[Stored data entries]
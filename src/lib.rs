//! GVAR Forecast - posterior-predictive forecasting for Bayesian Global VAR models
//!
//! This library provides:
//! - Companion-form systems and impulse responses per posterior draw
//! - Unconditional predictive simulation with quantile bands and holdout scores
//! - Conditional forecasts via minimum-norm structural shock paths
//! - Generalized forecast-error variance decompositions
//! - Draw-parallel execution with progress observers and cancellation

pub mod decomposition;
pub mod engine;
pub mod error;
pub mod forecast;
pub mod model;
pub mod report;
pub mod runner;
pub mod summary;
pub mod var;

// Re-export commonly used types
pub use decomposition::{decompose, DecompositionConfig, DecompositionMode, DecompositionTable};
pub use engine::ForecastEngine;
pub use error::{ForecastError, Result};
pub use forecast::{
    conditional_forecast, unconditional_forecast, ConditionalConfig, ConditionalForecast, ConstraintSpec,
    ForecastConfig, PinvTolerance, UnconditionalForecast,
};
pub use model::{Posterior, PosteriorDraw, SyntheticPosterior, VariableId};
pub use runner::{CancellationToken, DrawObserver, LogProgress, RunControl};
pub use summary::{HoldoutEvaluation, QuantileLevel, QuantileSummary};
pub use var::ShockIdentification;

--

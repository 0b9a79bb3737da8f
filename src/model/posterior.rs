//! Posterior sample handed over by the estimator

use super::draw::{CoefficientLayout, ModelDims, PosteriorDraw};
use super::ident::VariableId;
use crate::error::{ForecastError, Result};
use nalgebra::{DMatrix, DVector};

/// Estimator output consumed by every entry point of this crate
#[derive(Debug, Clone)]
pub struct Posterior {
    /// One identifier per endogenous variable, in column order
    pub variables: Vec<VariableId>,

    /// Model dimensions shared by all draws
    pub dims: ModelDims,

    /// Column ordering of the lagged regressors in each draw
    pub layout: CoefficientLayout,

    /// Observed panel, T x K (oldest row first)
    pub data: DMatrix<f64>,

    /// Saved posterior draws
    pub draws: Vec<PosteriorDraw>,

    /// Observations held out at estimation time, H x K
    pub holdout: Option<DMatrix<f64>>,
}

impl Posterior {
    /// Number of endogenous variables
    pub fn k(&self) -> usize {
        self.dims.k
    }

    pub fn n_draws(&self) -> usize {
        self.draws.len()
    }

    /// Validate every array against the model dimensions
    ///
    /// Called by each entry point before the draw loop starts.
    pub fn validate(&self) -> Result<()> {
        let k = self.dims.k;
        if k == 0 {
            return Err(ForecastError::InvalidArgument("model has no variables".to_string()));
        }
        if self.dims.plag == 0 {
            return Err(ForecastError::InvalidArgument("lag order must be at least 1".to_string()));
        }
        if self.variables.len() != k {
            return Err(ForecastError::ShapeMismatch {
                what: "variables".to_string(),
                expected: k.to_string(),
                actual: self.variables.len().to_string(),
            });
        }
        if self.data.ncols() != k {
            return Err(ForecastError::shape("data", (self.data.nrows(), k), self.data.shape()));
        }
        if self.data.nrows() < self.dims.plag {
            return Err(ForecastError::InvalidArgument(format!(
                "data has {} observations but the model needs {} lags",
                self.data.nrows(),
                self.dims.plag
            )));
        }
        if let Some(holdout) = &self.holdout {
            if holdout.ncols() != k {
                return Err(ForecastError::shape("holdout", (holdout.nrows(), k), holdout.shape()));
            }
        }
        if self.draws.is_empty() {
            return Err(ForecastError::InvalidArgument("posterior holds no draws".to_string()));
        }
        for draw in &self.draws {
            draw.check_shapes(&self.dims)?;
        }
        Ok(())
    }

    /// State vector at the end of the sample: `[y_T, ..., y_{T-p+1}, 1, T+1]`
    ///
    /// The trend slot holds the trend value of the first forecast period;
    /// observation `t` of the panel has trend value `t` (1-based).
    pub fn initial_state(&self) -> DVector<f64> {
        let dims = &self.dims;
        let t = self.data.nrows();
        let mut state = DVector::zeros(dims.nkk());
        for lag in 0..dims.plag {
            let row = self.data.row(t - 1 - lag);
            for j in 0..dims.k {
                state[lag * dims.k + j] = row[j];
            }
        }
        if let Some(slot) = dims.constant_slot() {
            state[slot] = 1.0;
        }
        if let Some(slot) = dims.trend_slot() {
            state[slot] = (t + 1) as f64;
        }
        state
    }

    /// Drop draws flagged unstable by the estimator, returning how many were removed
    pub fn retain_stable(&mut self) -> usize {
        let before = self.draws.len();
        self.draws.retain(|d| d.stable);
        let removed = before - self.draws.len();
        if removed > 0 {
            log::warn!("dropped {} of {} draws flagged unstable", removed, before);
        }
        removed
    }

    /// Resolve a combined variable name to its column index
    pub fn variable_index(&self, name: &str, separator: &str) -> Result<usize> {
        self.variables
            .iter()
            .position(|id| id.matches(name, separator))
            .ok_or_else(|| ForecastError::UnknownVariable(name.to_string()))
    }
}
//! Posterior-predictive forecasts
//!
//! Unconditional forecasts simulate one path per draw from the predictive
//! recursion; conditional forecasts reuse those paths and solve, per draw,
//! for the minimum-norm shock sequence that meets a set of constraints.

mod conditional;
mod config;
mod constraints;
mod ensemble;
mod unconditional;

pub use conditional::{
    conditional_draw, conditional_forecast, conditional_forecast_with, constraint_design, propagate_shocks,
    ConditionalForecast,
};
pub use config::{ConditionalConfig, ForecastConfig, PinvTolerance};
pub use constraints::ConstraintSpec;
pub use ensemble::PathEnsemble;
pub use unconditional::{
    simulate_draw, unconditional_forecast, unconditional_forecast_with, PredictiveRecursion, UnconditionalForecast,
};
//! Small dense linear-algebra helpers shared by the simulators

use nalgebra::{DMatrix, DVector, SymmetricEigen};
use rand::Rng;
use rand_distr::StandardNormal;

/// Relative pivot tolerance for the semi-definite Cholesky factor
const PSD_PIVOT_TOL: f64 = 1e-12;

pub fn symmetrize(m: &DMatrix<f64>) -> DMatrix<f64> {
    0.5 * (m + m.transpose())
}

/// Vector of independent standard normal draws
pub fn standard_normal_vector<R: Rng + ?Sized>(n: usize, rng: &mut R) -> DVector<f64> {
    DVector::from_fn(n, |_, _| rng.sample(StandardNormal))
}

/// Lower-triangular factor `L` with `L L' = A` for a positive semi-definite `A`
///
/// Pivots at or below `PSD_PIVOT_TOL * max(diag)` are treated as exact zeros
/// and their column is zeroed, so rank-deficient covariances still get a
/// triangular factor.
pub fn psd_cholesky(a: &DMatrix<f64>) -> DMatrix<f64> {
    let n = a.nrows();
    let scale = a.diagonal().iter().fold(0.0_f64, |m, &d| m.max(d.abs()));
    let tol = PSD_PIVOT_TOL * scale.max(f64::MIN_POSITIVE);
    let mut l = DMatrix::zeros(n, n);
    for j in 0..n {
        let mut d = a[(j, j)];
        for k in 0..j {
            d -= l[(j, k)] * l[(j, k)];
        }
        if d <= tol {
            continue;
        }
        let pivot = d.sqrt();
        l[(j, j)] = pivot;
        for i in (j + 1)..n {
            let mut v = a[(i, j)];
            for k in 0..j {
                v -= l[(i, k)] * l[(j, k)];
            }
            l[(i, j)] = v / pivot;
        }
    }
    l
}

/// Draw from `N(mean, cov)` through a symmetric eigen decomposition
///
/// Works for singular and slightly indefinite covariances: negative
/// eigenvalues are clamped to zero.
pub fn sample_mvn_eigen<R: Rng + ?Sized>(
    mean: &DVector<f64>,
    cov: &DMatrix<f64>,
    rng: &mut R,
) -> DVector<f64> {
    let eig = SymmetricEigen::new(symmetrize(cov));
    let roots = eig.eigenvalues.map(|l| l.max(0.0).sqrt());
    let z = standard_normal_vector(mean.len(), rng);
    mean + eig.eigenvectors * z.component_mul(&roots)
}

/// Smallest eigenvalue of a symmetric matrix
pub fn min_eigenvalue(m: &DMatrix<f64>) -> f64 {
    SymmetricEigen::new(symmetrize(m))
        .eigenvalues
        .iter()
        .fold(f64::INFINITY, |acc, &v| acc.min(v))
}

PROBLEM STATEMENT:
Among the records above, a stretch begins at the line containing "filename src/lib.rs" and ends at the line containing "per posterior draw". Restate that stretch word for word, and nothing else.

TASK RESULT:
filename src/lib.rs
//! GVAR Forecast - posterior-predictive forecasting for Bayesian Global VAR models
//!
//! This library provides:
//! - Companion-form systems and impulse responses per posterior draw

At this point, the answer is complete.